• Activity
Copy nothing from the entries below except the lines from the one containing "This demo shows" through the one containing "wrong dimension: expected", and copy those exactly.

• Material provided

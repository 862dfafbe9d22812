//! Persistence Demo
//!
//! This demo shows how built indices are saved and restored:
//! - Saving an index (the dataset itself is never written)
//! - Inspecting a file header without decoding it
//! - Loading against the original dataset
//! - The errors reported for a mismatched dataset or a damaged file
//!
//! Run with: cargo run --example persistence

use nnsearch::{
    build_kmeans, inspect, load, load_as, save, AnnError, Checks, Dataset, IndexFamily,
    KMeansParams, Result,
};
use rand::{Rng, SeedableRng};
use rand_chacha::ChaCha8Rng;

fn main() -> Result<()> {
    println!("=== nnsearch Persistence Demo ===\n");

    let dir = tempfile::tempdir()?;
    let path = dir.path().join("points.nnix");

    let mut rng = ChaCha8Rng::seed_from_u64(3);
    let data = Dataset::new((0..2000 * 8).map(|_| rng.gen::<f64>()).collect(), 2000, 8)?;

    // 1. Build and save
    println!("1. Building a k-means tree and saving it...");
    let index = build_kmeans(&data, KMeansParams::default().branching(8))?;
    save(&index, &path)?;
    let size = std::fs::metadata(&path)?.len();
    println!("   ✓ {} ({} bytes)\n", path.display(), size);

    // 2. Inspect
    println!("2. Header:");
    let header = inspect(&path)?;
    println!("   version {}", header.version);
    println!("   family  {}", header.family);
    println!("   shape   {} x {}\n", header.rows, header.dim);

    // 3. Load and compare
    println!("3. Loading against the same dataset...");
    let restored = load_as(&path, &data, IndexFamily::KMeans)?;
    let q = data.row(17)?;
    let before = index.knn(q, 5, Checks::Limited(64))?;
    let after = restored.knn(q, 5, Checks::Limited(64))?;
    assert_eq!(before, after);
    println!("   ✓ identical results for row 17\n");

    // 4. Failure modes
    println!("4. Error cases:");
    let narrow = Dataset::new(vec![0.0; 2000 * 4], 2000, 4)?;
    match load(&path, &narrow) {
        Err(AnnError::DimensionMismatch { expected, got }) => {
            println!("   ✓ wrong dimension: expected {}, got {}", expected, got)
        }
        other => println!("   unexpected: {:?}", other.map(|i| i.family())),
    }

    match load_as(&path, &data, IndexFamily::Lsh) {
        Err(e @ AnnError::FamilyMismatch { .. }) => println!("   ✓ {}", e),
        other => println!("   unexpected: {:?}", other.map(|i| i.family())),
    }

    let mut bytes = std::fs::read(&path)?;
    let mid = bytes.len() / 2;
    bytes[mid] ^= 0xFF;
    std::fs::write(&path, &bytes)?;
    match load(&path, &data) {
        Err(e @ AnnError::CorruptIndexFile(_)) => println!("   ✓ {}", e),
        other => println!("   unexpected: {:?}", other.map(|i| i.family())),
    }

    println!("\n=== Demo Complete ===");
    Ok(())
}
// Copyright (c) 2025 nnsearch Contributors
// Licensed under the nnsearch License. See LICENSE file for details.

//! Automatic family and parameter selection.
//!
//! A random sample of the dataset is indexed with every candidate
//! configuration. For the tree families the smallest check budget reaching
//! the target recall is searched for (doubling, then bisecting); each
//! candidate's build time, per-query search time and memory ratio are then
//! folded into one cost:
//!
//! ```text
//! time_cost = search_time + build_weight * build_time
//! cost      = time_cost / best_time_cost + memory_weight * structure_bytes / sample_bytes
//! ```
//!
//! The cheapest candidate meeting the target wins; when none does, the one
//! with the highest recall wins. The winner is rebuilt over the full dataset
//! and its check budget re-estimated there.

use std::time::Instant;

use rand::seq::index::sample;
use rand::Rng;
use serde::{Deserialize, Serialize};
use tracing::{debug, info};

use super::{Index, Structure};
use crate::dataset::Dataset;
use crate::error::{AnnError, Result};
use crate::params::{AutotunedParams, IndexParams, KMeansParams, KdTreeParams, LshParams};

/// Neighbours per test query used to measure recall.
pub const TUNING_NEIGHBORS: usize = 5;

/// Upper bound on the number of test queries.
const MAX_TEST_QUERIES: usize = 100;

/// What autotuning decided, kept with the index and persisted with it.
#[derive(Debug, Clone, Copy, PartialEq, Serialize, Deserialize)]
pub struct TuningSummary {
    /// Requested recall.
    pub target_precision: f64,
    /// Recall of the winner measured on the sample.
    pub recall: f64,
    /// Check budget for the tree families; `None` for Linear and LSH.
    pub checks: Option<usize>,
    /// Number of configurations evaluated.
    pub candidates: usize,
    /// Rows in the tuning sample.
    pub sample_rows: usize,
}

#[derive(Debug, Clone)]
struct Candidate {
    params: IndexParams,
    build_time: f64,
    search_time: f64,
    memory_ratio: f64,
    recall: f64,
    checks: Option<usize>,
}

/// Configurations tried on the sample, in evaluation order.
fn candidate_grid() -> Vec<IndexParams> {
    let mut grid = vec![IndexParams::Linear];
    for trees in [1, 4, 8, 16] {
        grid.push(IndexParams::KdTree(KdTreeParams::default().trees(trees)));
    }
    for branching in [16, 32, 64] {
        for iterations in [1, 5, 10] {
            grid.push(IndexParams::KMeans(
                KMeansParams::default()
                    .branching(branching)
                    .iterations(iterations),
            ));
        }
    }
    for (table_count, key_size) in [(4, 12), (8, 16), (12, 20)] {
        grid.push(IndexParams::Lsh(
            LshParams::default()
                .table_count(table_count)
                .key_size(key_size)
                .multi_probe_level(2),
        ));
    }
    grid
}

/// Tune over `data` and build the winning configuration over all of it.
pub(crate) fn tune<R: Rng>(data: &Dataset, params: &AutotunedParams, rng: &mut R) -> Result<Index> {
    let rows = data.rows();
    let sample_rows = ((rows as f64 * params.sample_fraction).ceil() as usize).clamp(1, rows);
    if sample_rows < TUNING_NEIGHBORS {
        return Err(AnnError::NoFeasibleConfiguration(format!(
            "a sample of {} rows cannot rank {} neighbours; raise sample_fraction or add data",
            sample_rows, TUNING_NEIGHBORS
        )));
    }

    let sample_ids = sample(rng, rows, sample_rows).into_vec();
    let sample_data = data.select_rows(&sample_ids)?;
    let query_ids = test_queries(rows, &sample_ids, rng);
    let queries = data.select_rows(&query_ids)?;
    let truth = ground_truth(&sample_data, &queries);

    info!(
        rows,
        sample_rows,
        test_queries = queries.rows(),
        target_precision = params.target_precision,
        "autotuning index"
    );

    let grid = candidate_grid();
    let mut candidates = Vec::with_capacity(grid.len());
    for candidate in &grid {
        candidates.push(evaluate(
            candidate,
            &sample_data,
            &queries,
            &truth,
            params.target_precision,
            rng,
        )?);
    }

    let winner = select(&candidates, params).ok_or_else(|| {
        AnnError::NoFeasibleConfiguration("no candidate configuration was evaluated".to_string())
    })?;
    info!(
        family = %winner.params.family(),
        recall = winner.recall,
        checks = ?winner.checks,
        "autotuning selected configuration"
    );

    let structure = Structure::build(&winner.params, data, rng)?;
    let checks = if structure.uses_checks() {
        let full_truth = ground_truth(data, &queries);
        Some(optimal_checks(&structure, data, &queries, &full_truth, params.target_precision))
    } else {
        None
    };

    let summary = TuningSummary {
        target_precision: params.target_precision,
        recall: winner.recall,
        checks,
        candidates: candidates.len(),
        sample_rows,
    };
    Ok(Index::from_parts(data.clone(), winner.params, structure, Some(summary)))
}

/// About one tenth of the sample, preferring rows outside it.
fn test_queries<R: Rng>(rows: usize, sample_ids: &[usize], rng: &mut R) -> Vec<usize> {
    let count = (sample_ids.len() / 10).clamp(1, MAX_TEST_QUERIES);
    let mut in_sample = vec![false; rows];
    for &id in sample_ids {
        in_sample[id] = true;
    }
    let outside: Vec<usize> = (0..rows).filter(|&id| !in_sample[id]).collect();
    let pool: &[usize] = if outside.len() >= count {
        &outside
    } else {
        sample_ids
    };
    sample(rng, pool.len(), count)
        .into_iter()
        .map(|i| pool[i])
        .collect()
}

fn ground_truth(data: &Dataset, queries: &Dataset) -> Vec<Vec<usize>> {
    let k = TUNING_NEIGHBORS.min(data.rows());
    run_queries(&Structure::Linear(super::linear::LinearScan), data, queries, k, None)
}

fn run_queries(
    structure: &Structure,
    data: &Dataset,
    queries: &Dataset,
    k: usize,
    checks: Option<usize>,
) -> Vec<Vec<usize>> {
    queries
        .iter_rows()
        .map(|q| {
            structure
                .search(data, q, k, checks)
                .into_iter()
                .map(|(_, id)| id)
                .collect()
        })
        .collect()
}

/// Fraction of true neighbours found, averaged over queries.
fn recall(found: &[Vec<usize>], truth: &[Vec<usize>]) -> f64 {
    let mut hits = 0;
    let mut total = 0;
    for (f, t) in found.iter().zip(truth) {
        hits += f.iter().filter(|id| t.contains(id)).count();
        total += t.len();
    }
    if total == 0 {
        return 1.0;
    }
    hits as f64 / total as f64
}

/// Smallest check budget whose recall reaches `target`.
fn optimal_checks(
    structure: &Structure,
    data: &Dataset,
    queries: &Dataset,
    truth: &[Vec<usize>],
    target: f64,
) -> usize {
    let k = TUNING_NEIGHBORS.min(data.rows());
    let rows = data.rows();
    let reaches = |checks: usize| {
        recall(&run_queries(structure, data, queries, k, Some(checks)), truth) >= target
    };

    let mut hi = 1;
    while !reaches(hi) {
        if hi >= rows {
            return rows;
        }
        hi = (hi * 2).min(rows);
    }

    let mut lo = hi / 2;
    while hi - lo > 1 {
        let mid = lo + (hi - lo) / 2;
        if reaches(mid) {
            hi = mid;
        } else {
            lo = mid;
        }
    }
    hi
}

fn evaluate<R: Rng>(
    params: &IndexParams,
    data: &Dataset,
    queries: &Dataset,
    truth: &[Vec<usize>],
    target: f64,
    rng: &mut R,
) -> Result<Candidate> {
    let start = Instant::now();
    let structure = Structure::build(params, data, rng)?;
    let build_time = start.elapsed().as_secs_f64();

    let checks = if structure.uses_checks() {
        Some(optimal_checks(&structure, data, queries, truth, target))
    } else {
        None
    };

    let k = TUNING_NEIGHBORS.min(data.rows());
    let start = Instant::now();
    let found = run_queries(&structure, data, queries, k, checks);
    let search_time = start.elapsed().as_secs_f64() / queries.rows() as f64;

    let candidate = Candidate {
        params: *params,
        build_time,
        search_time,
        memory_ratio: structure.memory_bytes() as f64 / data.memory_bytes() as f64,
        recall: recall(&found, truth),
        checks,
    };
    debug!(
        family = %params.family(),
        params = ?params,
        build_time = candidate.build_time,
        search_time = candidate.search_time,
        memory_ratio = candidate.memory_ratio,
        recall = candidate.recall,
        checks = ?candidate.checks,
        "evaluated candidate"
    );
    Ok(candidate)
}

/// Cheapest candidate meeting the target, else the highest recall.
fn select<'a>(candidates: &'a [Candidate], params: &AutotunedParams) -> Option<&'a Candidate> {
    let time_cost = |c: &Candidate| c.search_time + params.build_weight * c.build_time;
    let feasible: Vec<&Candidate> = candidates
        .iter()
        .filter(|c| c.recall >= params.target_precision)
        .collect();
    let pool: Vec<&Candidate> = if feasible.is_empty() {
        candidates.iter().collect()
    } else {
        feasible.clone()
    };

    let best_time = pool
        .iter()
        .map(|&c| time_cost(c))
        .fold(f64::INFINITY, f64::min)
        .max(f64::MIN_POSITIVE);
    let cost = |c: &Candidate| time_cost(c) / best_time + params.memory_weight * c.memory_ratio;

    if feasible.is_empty() {
        pool.into_iter().reduce(|best, c| {
            let better =
                c.recall > best.recall || (c.recall == best.recall && cost(c) < cost(best));
            if better {
                c
            } else {
                best
            }
        })
    } else {
        feasible
            .into_iter()
            .reduce(|best, c| if cost(c) < cost(best) { c } else { best })
    }
}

• Response to the exercise
//! This demo shows how built indices are saved and restored:
//! - Saving an index (the dataset itself is never written)
//! - Inspecting a file header without decoding it
//! - Loading against the original dataset
//! - The errors reported for a mismatched dataset or a damaged file
//!
//! Run with: cargo run --example persistence

use nnsearch::{
    build_kmeans, inspect, load, load_as, save, AnnError, Checks, Dataset, IndexFamily,
    KMeansParams, Result,
};
use rand::{Rng, SeedableRng};
use rand_chacha::ChaCha8Rng;

fn main() -> Result<()> {
    println!("=== nnsearch Persistence Demo ===\n");

    let dir = tempfile::tempdir()?;
    let path = dir.path().join("points.nnix");

    let mut rng = ChaCha8Rng::seed_from_u64(3);
    let data = Dataset::new((0..2000 * 8).map(|_| rng.gen::<f64>()).collect(), 2000, 8)?;

    // 1. Build and save
    println!("1. Building a k-means tree and saving it...");
    let index = build_kmeans(&data, KMeansParams::default().branching(8))?;
    save(&index, &path)?;
    let size = std::fs::metadata(&path)?.len();
    println!("   ✓ {} ({} bytes)\n", path.display(), size);

    // 2. Inspect
    println!("2. Header:");
    let header = inspect(&path)?;
    println!("   version {}", header.version);
    println!("   family  {}", header.family);
    println!("   shape   {} x {}\n", header.rows, header.dim);

    // 3. Load and compare
    println!("3. Loading against the same dataset...");
    let restored = load_as(&path, &data, IndexFamily::KMeans)?;
    let q = data.row(17)?;
    let before = index.knn(q, 5, Checks::Limited(64))?;
    let after = restored.knn(q, 5, Checks::Limited(64))?;
    assert_eq!(before, after);
    println!("   ✓ identical results for row 17\n");

    // 4. Failure modes
    println!("4. Error cases:");
    let narrow = Dataset::new(vec![0.0; 2000 * 4], 2000, 4)?;
    match load(&path, &narrow) {
        Err(AnnError::DimensionMismatch { expected, got }) => {
            println!("   ✓ wrong dimension: expected {}, got {}", expected, got)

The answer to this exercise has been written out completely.